The task => Find the string "BIGINT" in the data, and copy out each line that has it.

:: Supplied data

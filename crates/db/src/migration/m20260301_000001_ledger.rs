//! Ledger schema migration.
//!
//! Creates the accounts and transaction log tables, the entry kind enum, and
//! the triggers that keep `updated_at` current and the log append-only.

use sea_orm_migration::prelude::*;

#[derive(DeriveMigrationName)]
pub struct Migration;

#[async_trait::async_trait]
impl MigrationTrait for Migration {
    async fn up(&self, manager: &SchemaManager) -> Result<(), DbErr> {
        let db = manager.get_connection();

        // ============================================================
        // PART 1: ENUMS
        // ============================================================
        db.execute_unprepared(ENUMS_SQL).await?;

        // ============================================================
        // PART 2: TABLES
        // ============================================================
        db.execute_unprepared(ACCOUNTS_SQL).await?;
        db.execute_unprepared(TRANSACTION_LOGS_SQL).await?;

        // ============================================================
        // PART 3: TRIGGERS & FUNCTIONS
        // ============================================================
        db.execute_unprepared(TRIGGERS_SQL).await?;

        Ok(())
    }

    async fn down(&self, manager: &SchemaManager) -> Result<(), DbErr> {
        let db = manager.get_connection();
        db.execute_unprepared(DROP_ALL_SQL).await?;
        Ok(())
    }
}

// ============================================================
// SQL CONSTANTS
// ============================================================

const ENUMS_SQL: &str = r"
-- Kinds of balance movement recorded in the transaction log
CREATE TYPE ledger_entry_kind AS ENUM (
    'deposit',
    'withdraw',
    'transfer_out',
    'transfer_in'
);
";

const ACCOUNTS_SQL: &str = r"
CREATE TABLE accounts (
    id BIGSERIAL PRIMARY KEY,
    user_id BIGINT NOT NULL,
    account_number VARCHAR(20) NOT NULL,
    balance NUMERIC(15, 2) NOT NULL DEFAULT 0,
    created_at TIMESTAMPTZ NOT NULL DEFAULT now(),
    updated_at TIMESTAMPTZ NOT NULL DEFAULT now(),
    CONSTRAINT uq_accounts_number UNIQUE (account_number),
    CONSTRAINT chk_accounts_number_not_blank CHECK (length(btrim(account_number)) > 0),
    CONSTRAINT chk_accounts_balance_non_negative CHECK (balance >= 0)
);

-- Index for listing a user's accounts
CREATE INDEX idx_accounts_user ON accounts(user_id);
";

const TRANSACTION_LOGS_SQL: &str = r"
CREATE TABLE transaction_logs (
    id BIGSERIAL PRIMARY KEY,
    account_id BIGINT NOT NULL REFERENCES accounts(id),
    kind ledger_entry_kind NOT NULL,
    amount NUMERIC(15, 2) NOT NULL,
    description VARCHAR(512) NOT NULL DEFAULT '',
    created_at TIMESTAMPTZ NOT NULL DEFAULT clock_timestamp(),
    CONSTRAINT chk_transaction_logs_amount_positive CHECK (amount > 0)
);

-- Index for account history, newest first
CREATE INDEX idx_transaction_logs_account ON transaction_logs(account_id, created_at DESC, id DESC);
";

const TRIGGERS_SQL: &str = r"
-- ============================================================
-- FUNCTION: set_updated_at
-- Stamps updated_at on every account update
-- ============================================================
CREATE OR REPLACE FUNCTION set_updated_at()
RETURNS TRIGGER AS $$
BEGIN
    NEW.updated_at = now();
    RETURN NEW;
END;
$$ LANGUAGE plpgsql;

CREATE TRIGGER trg_accounts_updated_at
BEFORE UPDATE ON accounts
FOR EACH ROW
EXECUTE FUNCTION set_updated_at();

-- ============================================================
-- FUNCTION: prevent_log_modification
-- Transaction log entries are immutable once written
-- ============================================================
CREATE OR REPLACE FUNCTION prevent_log_modification()
RETURNS TRIGGER AS $$
BEGIN
    RAISE EXCEPTION 'Transaction log entries are append-only';
END;
$$ LANGUAGE plpgsql;

CREATE TRIGGER trg_prevent_log_modification
BEFORE UPDATE OR DELETE ON transaction_logs
FOR EACH ROW
EXECUTE FUNCTION prevent_log_modification();
";

const DROP_ALL_SQL: &str = r"
DROP TABLE IF EXISTS transaction_logs CASCADE;
DROP TABLE IF EXISTS accounts CASCADE;
DROP FUNCTION IF EXISTS prevent_log_modification() CASCADE;
DROP FUNCTION IF EXISTS set_updated_at() CASCADE;
DROP TYPE IF EXISTS ledger_entry_kind;
";

#[cfg(test)]
mod tests {
    use super::*;
    use bankcore_core::ledger::DESCRIPTION_COLUMN_LEN;

    #[test]
    fn test_description_column_matches_engine_limit() {
        let column = format!("description VARCHAR({DESCRIPTION_COLUMN_LEN})");
        assert!(TRANSACTION_LOGS_SQL.contains(&column));
    }
}
//! Database migration runner for Bankcore.
//!
//! Usage:
//!   migrator up      - Run all pending migrations
//!   migrator down    - Rollback last migration
//!   migrator status  - Show migration status
//!   migrator fresh   - Drop all tables and re-run migrations
//!
//! The connection string is read from `DATABASE_URL`.

use bankcore_db::migration::Migrator;
use sea_orm_migration::prelude::*;

#[tokio::main]
async fn main() {
    // Load .env file if present
    dotenvy::dotenv().ok();

    // Run the migrator CLI (it sets up its own tracing)
    cli::run_cli(Migrator).await;
}
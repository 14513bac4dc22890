//! `SeaORM` entity definitions for the ledger schema.

pub mod accounts;
pub mod sea_orm_active_enums;
pub mod transaction_logs;
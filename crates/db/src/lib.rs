//! Database layer with `SeaORM` entities and the `PostgreSQL` ledger store.
//!
//! This crate provides:
//! - `SeaORM` entity definitions
//! - `PgLedgerStore`, implementing the ledger store capabilities
//! - Database migrations

pub mod entities;
pub mod migration;
pub mod repositories;

pub use repositories::{PgLedgerStore, PgUnitOfWork};

use std::time::Duration;

use bankcore_shared::DatabaseConfig;
use sea_orm::{ConnectOptions, Database, DatabaseConnection, DbErr};

/// Establishes a connection to the database.
///
/// # Errors
///
/// Returns an error if the connection cannot be established.
pub async fn connect(database_url: &str) -> Result<DatabaseConnection, DbErr> {
    Database::connect(database_url).await
}

/// Establishes a pooled connection sized by `config`.
///
/// # Errors
///
/// Returns an error if the connection cannot be established.
pub async fn connect_with(config: &DatabaseConfig) -> Result<DatabaseConnection, DbErr> {
    let mut options = ConnectOptions::new(config.url.clone());
    options
        .max_connections(config.max_connections)
        .min_connections(config.min_connections)
        .connect_timeout(Duration::from_secs(config.connect_timeout_secs))
        .acquire_timeout(Duration::from_secs(config.connect_timeout_secs))
        .sqlx_logging(false);

    Database::connect(options).await
}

::::

Task result =>
    user_id BIGINT NOT NULL,
    account_id BIGINT NOT NULL REFERENCES accounts(id),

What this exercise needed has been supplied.